Collected data:
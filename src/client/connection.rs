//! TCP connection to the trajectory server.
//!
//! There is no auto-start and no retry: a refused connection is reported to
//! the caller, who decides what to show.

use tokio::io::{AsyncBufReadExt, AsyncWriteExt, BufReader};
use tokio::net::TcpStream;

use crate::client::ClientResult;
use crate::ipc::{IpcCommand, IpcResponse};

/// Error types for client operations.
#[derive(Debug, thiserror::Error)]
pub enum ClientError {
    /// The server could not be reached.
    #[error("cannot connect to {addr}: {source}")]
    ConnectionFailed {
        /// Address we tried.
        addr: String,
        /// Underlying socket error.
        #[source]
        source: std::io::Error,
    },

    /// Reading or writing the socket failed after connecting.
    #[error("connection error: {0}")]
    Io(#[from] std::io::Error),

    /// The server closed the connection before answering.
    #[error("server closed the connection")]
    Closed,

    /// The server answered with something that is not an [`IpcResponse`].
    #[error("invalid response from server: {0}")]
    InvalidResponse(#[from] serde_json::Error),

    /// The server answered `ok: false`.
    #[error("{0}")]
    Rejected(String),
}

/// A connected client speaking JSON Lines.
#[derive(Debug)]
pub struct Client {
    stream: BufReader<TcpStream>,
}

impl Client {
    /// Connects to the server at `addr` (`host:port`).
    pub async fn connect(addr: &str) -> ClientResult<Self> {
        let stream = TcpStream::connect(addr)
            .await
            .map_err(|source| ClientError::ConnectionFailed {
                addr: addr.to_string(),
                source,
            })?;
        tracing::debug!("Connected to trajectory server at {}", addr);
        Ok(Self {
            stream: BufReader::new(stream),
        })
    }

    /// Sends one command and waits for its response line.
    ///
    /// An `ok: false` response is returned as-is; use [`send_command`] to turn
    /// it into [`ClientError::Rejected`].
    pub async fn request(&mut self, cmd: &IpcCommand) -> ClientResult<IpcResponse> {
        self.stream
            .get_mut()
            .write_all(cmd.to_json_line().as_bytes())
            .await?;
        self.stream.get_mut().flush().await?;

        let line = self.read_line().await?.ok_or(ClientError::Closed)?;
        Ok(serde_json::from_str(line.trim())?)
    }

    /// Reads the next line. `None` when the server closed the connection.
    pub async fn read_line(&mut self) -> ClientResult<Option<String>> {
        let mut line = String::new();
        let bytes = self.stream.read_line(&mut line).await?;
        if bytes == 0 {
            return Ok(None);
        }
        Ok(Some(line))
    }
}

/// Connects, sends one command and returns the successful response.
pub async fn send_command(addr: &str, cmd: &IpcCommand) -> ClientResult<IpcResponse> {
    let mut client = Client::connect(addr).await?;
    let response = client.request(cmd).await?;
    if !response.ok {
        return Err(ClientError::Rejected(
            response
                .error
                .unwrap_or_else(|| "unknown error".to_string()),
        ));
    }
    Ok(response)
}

_EXERCISE PROMPT:_ The answer must be a word-for-word reproduction of every record above.

_RESPONSE TO THE EXERCISE:_
filename src/client/connection.rs
//! TCP connection to the trajectory server.
//!
//! There is no auto-start and no retry: a refused connection is reported to
//! the caller, who decides what to show.

use tokio::io::{AsyncBufReadExt, AsyncWriteExt, BufReader};
use tokio::net::TcpStream;

use crate::client::ClientResult;
use crate::ipc::{IpcCommand, IpcResponse};

/// Error types for client operations.
#[derive(Debug, thiserror::Error)]
pub enum ClientError {
    /// The server could not be reached.
    #[error("cannot connect to {addr}: {source}")]
    ConnectionFailed {
        /// Address we tried.
        addr: String,
        /// Underlying socket error.
        #[source]
        source: std::io::Error,
    },

    /// Reading or writing the socket failed after connecting.
    #[error("connection error: {0}")]
    Io(#[from] std::io::Error),

    /// The server closed the connection before answering.
    #[error("server closed the connection")]
    Closed,

    /// The server answered with something that is not an [`IpcResponse`].
    #[error("invalid response from server: {0}")]
    InvalidResponse(#[from] serde_json::Error),

    /// The server answered `ok: false`.
    #[error("{0}")]
    Rejected(String),
}

/// A connected client speaking JSON Lines.
#[derive(Debug)]
pub struct Client {
    stream: BufReader<TcpStream>,
}

impl Client {
    /// Connects to the server at `addr` (`host:port`).
    pub async fn connect(addr: &str) -> ClientResult<Self> {
        let stream = TcpStream::connect(addr)
            .await
            .map_err(|source| ClientError::ConnectionFailed {
                addr: addr.to_string(),
                source,
            })?;
        tracing::debug!("Connected to trajectory server at {}", addr);
        Ok(Self {
            stream: BufReader::new(stream),
        })
    }

    /// Sends one command and waits for its response line.
    ///
    /// An `ok: false` response is returned as-is; use [`send_command`] to turn
    /// it into [`ClientError::Rejected`].
    pub async fn request(&mut self, cmd: &IpcCommand) -> ClientResult<IpcResponse> {
        self.stream
            .get_mut()
            .write_all(cmd.to_json_line().as_bytes())
            .await?;
        self.stream.get_mut().flush().await?;

        let line = self.read_line().await?.ok_or(ClientError::Closed)?;
        Ok(serde_json::from_str(line.trim())?)
    }

    /// Reads the next line. `None` when the server closed the connection.
    pub async fn read_line(&mut self) -> ClientResult<Option<String>> {
        let mut line = String::new();
        let bytes = self.stream.read_line(&mut line).await?;
        if bytes == 0 {
            return Ok(None);
        }
        Ok(Some(line))
    }
}

/// Connects, sends one command and returns the successful response.
pub async fn send_command(addr: &str, cmd: &IpcCommand) -> ClientResult<IpcResponse> {
    let mut client = Client::connect(addr).await?;
    let response = client.request(cmd).await?;
    if !response.ok {
        return Err(ClientError::Rejected(
            response
                .error
                .unwrap_or_else(|| "unknown error".to_string()),
        ));
    }
    Ok(response)
}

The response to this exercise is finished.